Embora Mook tenha muitas críticas válidas ao uso dos pais da igreja pelos criacionistas da Terra velha, o que dizer de suas próprias afirmações? Será que os pais realmente apoiam a sua visão da Terra jovem? Ele representa com precisão suas posições?

Mook faz um trabalho admirável ao documentar afirmações específicas feitas por pais individuais (e assim evitando a armadilha em que muitos criacionistas da Terra velha caem frequentemente), mas não consegue olhar mais profundamente para os fatores subjacentes que ajudaram a moldar as suas interpretações. Em vez disso, ele apresenta uma análise extremamente unilateral dos fatores bíblicos e não bíblicos que moldam as interpretações dos pais, a fim de apoiar a sua própria conclusão desejada. Infelizmente, descobri que esta é uma falha muito comum no uso da patrística na Terra jovem (com Bradshaw como uma notável exceção). Consequentemente, a maioria das tentativas de usar os pais da igreja, tanto por parte dos criacionistas da Terra antiga como da Terra jovem, são seriamente falhas, apenas de maneiras diferentes.
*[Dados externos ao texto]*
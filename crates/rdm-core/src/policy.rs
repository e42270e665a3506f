//! # Validation Policy
//!
//! Two flags decide what happens when a mutation fails its schema check:
//! `enabled` turns validation on or off, and `strict` selects between
//! raising an error and emitting a warning while rejecting the write.
//!
//! The policy is a plain `Copy` value handed to the node context. It can be
//! read from configuration (`serde`) or from the environment:
//!
//! | Variable                | Effect when `false`/`0`          |
//! |-------------------------|----------------------------------|
//! | `RDM_VALIDATE`          | mutations are not validated      |
//! | `RDM_STRICT_VALIDATION` | invalid values warn, not raise   |

use serde::{Deserialize, Serialize};

/// Environment variable controlling [`ValidationPolicy::enabled`].
pub const VALIDATE_ENV: &str = "RDM_VALIDATE";

/// Environment variable controlling [`ValidationPolicy::strict`].
pub const STRICT_VALIDATION_ENV: &str = "RDM_STRICT_VALIDATION";

/// What the validation engine does with a value that fails its check.
#[derive(Debug, Clone, Copy, PartialEq, Eq, Hash, Serialize, Deserialize)]
#[serde(rename_all = "snake_case")]
pub enum OnInvalid {
    /// Accept the value anyway.
    PassThrough,
    /// Emit a warning and reject the value.
    Warn,
    /// Raise a validation error.
    Fail,
}

/// Validation flags consumed at evaluation time.
#[derive(Debug, Clone, Copy, PartialEq, Eq, Hash, Serialize, Deserialize)]
#[serde(default)]
pub struct ValidationPolicy {
    /// Whether attribute writes are validated against their schema fragment.
    pub enabled: bool,
    /// Whether an invalid write raises (`true`) or warns (`false`).
    pub strict: bool,
}

impl Default for ValidationPolicy {
    fn default() -> Self {
        Self {
            enabled: true,
            strict: true,
        }
    }
}

impl ValidationPolicy {
    /// Validation on, invalid writes raise.
    pub fn strict() -> Self {
        Self::default()
    }

    /// Validation on, invalid writes warn and are rejected.
    pub fn warn_only() -> Self {
        Self {
            enabled: true,
            strict: false,
        }
    }

    /// Validation off.
    pub fn disabled() -> Self {
        Self {
            enabled: false,
            strict: true,
        }
    }

    /// Read the policy from `RDM_VALIDATE` and `RDM_STRICT_VALIDATION`.
    ///
    /// A flag is switched off by `"false"` or `"0"` (case-insensitive);
    /// any other value, or an absent variable, keeps the default (`true`).
    pub fn from_env() -> Self {
        Self::from_lookup(|name| std::env::var(name).ok())
    }

    fn from_lookup(lookup: impl Fn(&str) -> Option<String>) -> Self {
        let flag = |name: &str| {
            lookup(name)
                .map(|v| {
                    let v = v.trim().to_lowercase();
                    v != "false" && v != "0"
                })
                .unwrap_or(true)
        };
        Self {
            enabled: flag(VALIDATE_ENV),
            strict: flag(STRICT_VALIDATION_ENV),
        }
    }

    /// The engine behaviour this policy selects for an invalid value.
    pub fn on_invalid(&self) -> OnInvalid {
        if self.strict {
            OnInvalid::Fail
        } else {
            OnInvalid::Warn
        }
    }
}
O exemplo mais simples e importante da análise deficiente de Mook é que ele não consegue lidar com a dependência linguística dos pais patrísticos. Esses homens dependiam quase inteiramente das traduções gregas e latinas do Antigo Testamento, e não do próprio hebraico em que Gênesis foi escrito. Como Bradshaw documenta em detalhes, nenhum dos pais da igreja era fluente em hebraico até Jerônimo e Teodoro de Mopsuéstia no final do século IV. [7] (Antes disso, apenas Orígenes e possivelmente Eusébio do século III parecem ter realmente estudado hebraico, mas nenhum deles era fluente.)
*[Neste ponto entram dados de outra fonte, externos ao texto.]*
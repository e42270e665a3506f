//! # Tag Identifiers
//!
//! Tags are opaque versioned URIs of the form
//! `<namespace>/tags/<name>-<version>`, for example
//! `asdf://stsci.edu/datamodels/roman/tags/wfi_mode-1.0.0`. The name segment
//! drives both class naming (`WfiMode`) and the scalar auto-promotion key
//! (`wfi_mode`).
//!
//! Reference-file tags live one level deeper
//! (`.../tags/reference_files/flat-1.0.0`) and their classes carry a `Ref`
//! suffix (`FlatRef`).

use std::fmt;
use std::str::FromStr;

use serde::{Deserialize, Serialize};

use crate::error::RdmError;

const TAGS_SEGMENT: &str = "/tags/";
const REFERENCE_FILES_DIR: &str = "reference_files/";

/// A validated tag identifier.
#[derive(Debug, Clone, PartialEq, Eq, PartialOrd, Ord, Hash, Serialize, Deserialize)]
#[serde(try_from = "String", into = "String")]
pub struct TagUri(String);

impl TagUri {
    /// Parse a tag identifier, rejecting anything without a `/tags/`
    /// segment or without a `<name>-<version>` final segment.
    pub fn parse(uri: impl Into<String>) -> Result<Self, RdmError> {
        let uri = uri.into();
        let invalid = |reason: &str| RdmError::InvalidTag {
            uri: uri.clone(),
            reason: reason.to_string(),
        };

        let Some(idx) = uri.find(TAGS_SEGMENT) else {
            return Err(invalid("missing '/tags/' segment"));
        };
        if idx == 0 {
            return Err(invalid("empty namespace"));
        }
        let local = &uri[idx + TAGS_SEGMENT.len()..];
        let last = local.rsplit('/').next().unwrap_or(local);
        match last.split_once('-') {
            Some((name, version)) if !name.is_empty() && !version.is_empty() => {}
            _ => return Err(invalid("final segment must be '<name>-<version>'")),
        }
        Ok(Self(uri))
    }

    /// The full identifier.
    pub fn as_str(&self) -> &str {
        &self.0
    }

    /// Everything before `/tags/`.
    pub fn namespace(&self) -> &str {
        self.0
            .find(TAGS_SEGMENT)
            .map(|idx| &self.0[..idx])
            .unwrap_or(&self.0)
    }

    /// The part after `/tags/`, e.g. `reference_files/flat-1.0.0`.
    fn local(&self) -> &str {
        self.0
            .find(TAGS_SEGMENT)
            .map(|idx| &self.0[idx + TAGS_SEGMENT.len()..])
            .unwrap_or(&self.0)
    }

    fn last_segment(&self) -> &str {
        self.0.rsplit('/').next().unwrap_or(&self.0)
    }

    /// The name segment before the version, e.g. `wfi_mode`.
    pub fn name(&self) -> &str {
        let last = self.last_segment();
        last.split('-').next().unwrap_or(last)
    }

    /// The version after the first `-` of the final segment.
    pub fn version(&self) -> &str {
        let last = self.last_segment();
        last.split_once('-').map(|(_, v)| v).unwrap_or("")
    }

    /// Key under which a scalar node class is found for auto-promotion.
    pub fn scalar_key(&self) -> &str {
        self.name()
    }

    /// Whether the tag lives under the reference-file namespace.
    pub fn is_reference_file(&self) -> bool {
        self.local().starts_with(REFERENCE_FILES_DIR)
    }

    /// Derive the node class name: the camel-cased name segment, with a
    /// `Ref` suffix for reference-file tags.
    pub fn class_name(&self) -> String {
        let mut class_name: String = self.name().split('_').map(capitalize).collect();
        if self.is_reference_file() {
            class_name.push_str("Ref");
        }
        class_name
    }

    /// Whether this tag matches a pattern that may contain `*` wildcards.
    pub fn matches(&self, pattern: &str) -> bool {
        tag_matches(pattern, &self.0)
    }
}

/// Upper-case the first character and lower-case the rest.
fn capitalize(part: &str) -> String {
    let mut chars = part.chars();
    match chars.next() {
        Some(first) => first
            .to_uppercase()
            .chain(chars.flat_map(char::to_lowercase))
            .collect(),
        None => String::new(),
    }
}

/// Match a tag against a pattern in which `*` stands for any run of
/// characters. Patterns without wildcards must match exactly.
pub fn tag_matches(pattern: &str, tag: &str) -> bool {
    let mut parts = pattern.split('*');
    let first = parts.next().unwrap_or("");
    let Some(mut rest) = tag.strip_prefix(first) else {
        return false;
    };
    let parts: Vec<&str> = parts.collect();
    let Some((last, middle)) = parts.split_last() else {
        return rest.is_empty();
    };
    for part in middle {
        match rest.find(part) {
            Some(idx) => rest = &rest[idx + part.len()..],
            None => return false,
        }
    }
    rest.ends_with(last)
}

impl fmt::Display for TagUri {
    fn fmt(&self, f: &mut fmt::Formatter<'_>) -> fmt::Result {
        f.write_str(&self.0)
    }
}

impl FromStr for TagUri {
    type Err = RdmError;

    fn from_str(s: &str) -> Result<Self, Self::Err> {
        Self::parse(s)
    }
}

impl TryFrom<String> for TagUri {
    type Error = RdmError;

    fn try_from(value: String) -> Result<Self, Self::Error> {
        Self::parse(value)
    }
}

impl TryFrom<&str> for TagUri {
    type Error = RdmError;

    fn try_from(value: &str) -> Result<Self, Self::Error> {
        Self::parse(value)
    }
}

impl From<TagUri> for String {
    fn from(tag: TagUri) -> Self {
        tag.0
    }
}

impl AsRef<str> for TagUri {
    fn as_ref(&self) -> &str {
        &self.0
    }
}

impl PartialEq<str> for TagUri {
    fn eq(&self, other: &str) -> bool {
        self.0 == other
    }
}

impl PartialEq<&str> for TagUri {
    fn eq(&self, other: &&str) -> bool {
        self.0 == *other
    }
}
Um conhecimento deficiente de hebraico é provavelmente o fator mais importante que leva a um mal-entendido sobre Gênesis na Terra jovem (veja aqui artigos anteriores sobre este assunto). Este problema continuou a desempenhar um papel significativo mesmo em nossa época.
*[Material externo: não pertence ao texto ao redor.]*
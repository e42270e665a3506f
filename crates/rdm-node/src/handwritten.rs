//! # Hand-written Node Classes
//!
//! Three tags get classes defined in code instead of synthesized ones:
//! `wfi_mode` (an object with derived `filter`/`grating` accessors),
//! `cal_logs` (a list) and `file_date` (a time scalar). They are registered
//! before the manifest is read; the matching manifest entries only add
//! documentation.

use rdm_core::TagUri;

use crate::class::{NodeClass, NodeKind, ScalarBase};
use crate::dnode::DNode;
use crate::error::RegistryError;

pub const WFI_MODE_TAG: &str = "asdf://stsci.edu/datamodels/roman/tags/wfi_mode-1.0.0";
pub const CAL_LOGS_TAG: &str = "asdf://stsci.edu/datamodels/roman/tags/cal_logs-1.0.0";
pub const FILE_DATE_TAG: &str = "asdf://stsci.edu/datamodels/roman/tags/file_date-1.0.0";

/// Optical elements that disperse light; everything else is a filter.
pub const GRATING_OPTICAL_ELEMENTS: &[&str] = &["GRISM", "PRISM"];

/// The hand-written classes, in registration order.
pub fn classes() -> Result<Vec<NodeClass>, RegistryError> {
    Ok(vec![
        NodeClass::handwritten("WfiMode", TagUri::parse(WFI_MODE_TAG)?, NodeKind::Object),
        NodeClass::handwritten("CalLogs", TagUri::parse(CAL_LOGS_TAG)?, NodeKind::List),
        NodeClass::handwritten(
            "FileDate",
            TagUri::parse(FILE_DATE_TAG)?,
            NodeKind::Scalar(ScalarBase::Time),
        ),
    ])
}

/// A `wfi_mode` node with the optical element split into filter and grating.
#[derive(Debug)]
pub struct WfiMode<'n> {
    node: DNode<'n>,
}

impl<'n> WfiMode<'n> {
    /// Wrap `node`, or `None` when it is not tagged `wfi_mode`.
    pub fn new(node: DNode<'n>) -> Option<Self> {
        match node.tag() {
            Some(tag) if tag.as_str() == WFI_MODE_TAG => Some(Self { node }),
            _ => None,
        }
    }

    pub fn optical_element(&self) -> Option<&str> {
        self.node.raw().get("optical_element").and_then(|v| v.as_str())
    }

    /// The optical element, unless it is a grating.
    pub fn filter(&self) -> Option<&str> {
        self.optical_element().filter(|e| !is_grating(e))
    }

    /// The optical element, if it is a grating.
    pub fn grating(&self) -> Option<&str> {
        self.optical_element().filter(|e| is_grating(e))
    }

    pub fn node(&mut self) -> &mut DNode<'n> {
        &mut self.node
    }

    pub fn into_node(self) -> DNode<'n> {
        self.node
    }
}

fn is_grating(element: &str) -> bool {
    GRATING_OPTICAL_ELEMENTS.contains(&element)
}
Mook reconhece que os pais da igreja ignoravam, em grande parte, o hebraico, mas relega esta observação crítica a uma mera nota de rodapé. [8] Ele não discute as implicações que esta ignorância representa para as suas interpretações. O grego e o latim são muito semelhantes entre si, mas muito diferentes do hebraico antigo. Assim, mesmo uma interpretação “literal” baseada em qualquer uma destas línguas não representará necessariamente uma compreensão literal do hebraico original.

Ironicamente, Mook aplica este princípio seletivamente para descartar a interpretação de dia literal de Agostinho com base na dependência de Agostinho de uma tradução latina do Gênesis. [9] Se a interpretação de Agostinho baseada no latim é suspeita, então não deveriam os pontos de vista dos pais mencionados por Mook ser questionados quanto à sua dependência do grego? Esta inconsistência mina a objetividade de sua análise.

O principal interesse nos pais da igreja deriva da suposição de que eles estavam mais próximos, em língua e cultura, dos escritores da Bíblia. Embora isso seja, em grande parte, verdade para o Novo Testamento (escrito em grego), a igreja primitiva carecia de uma compreensão clara do hebraico e da cultura judaica do Antigo Testamento. [10] Na verdade, Bradshaw afirma: “Dada esta evidência, penso que é justo concluir que, pelo menos no seu conhecimento do hebraico, os estudos cristãos modernos têm vantagem sobre a igreja dos séculos III e IV.” [11]

Infelizmente, esta omissão não é a única falha na análise de Mook. Nas próximas postagens, delinearei mais dois exemplos importantes em que ele ignora ou deturpa todo o contexto histórico dos pais da igreja. Em seguida, passarei meu segmento final discutindo o que isso significa para nós hoje.

Meu trabalho completo sobre este tópico ainda não foi publicado. Perguntas sobre isso devem ser direcionadas para KansasCity@Reasons.org.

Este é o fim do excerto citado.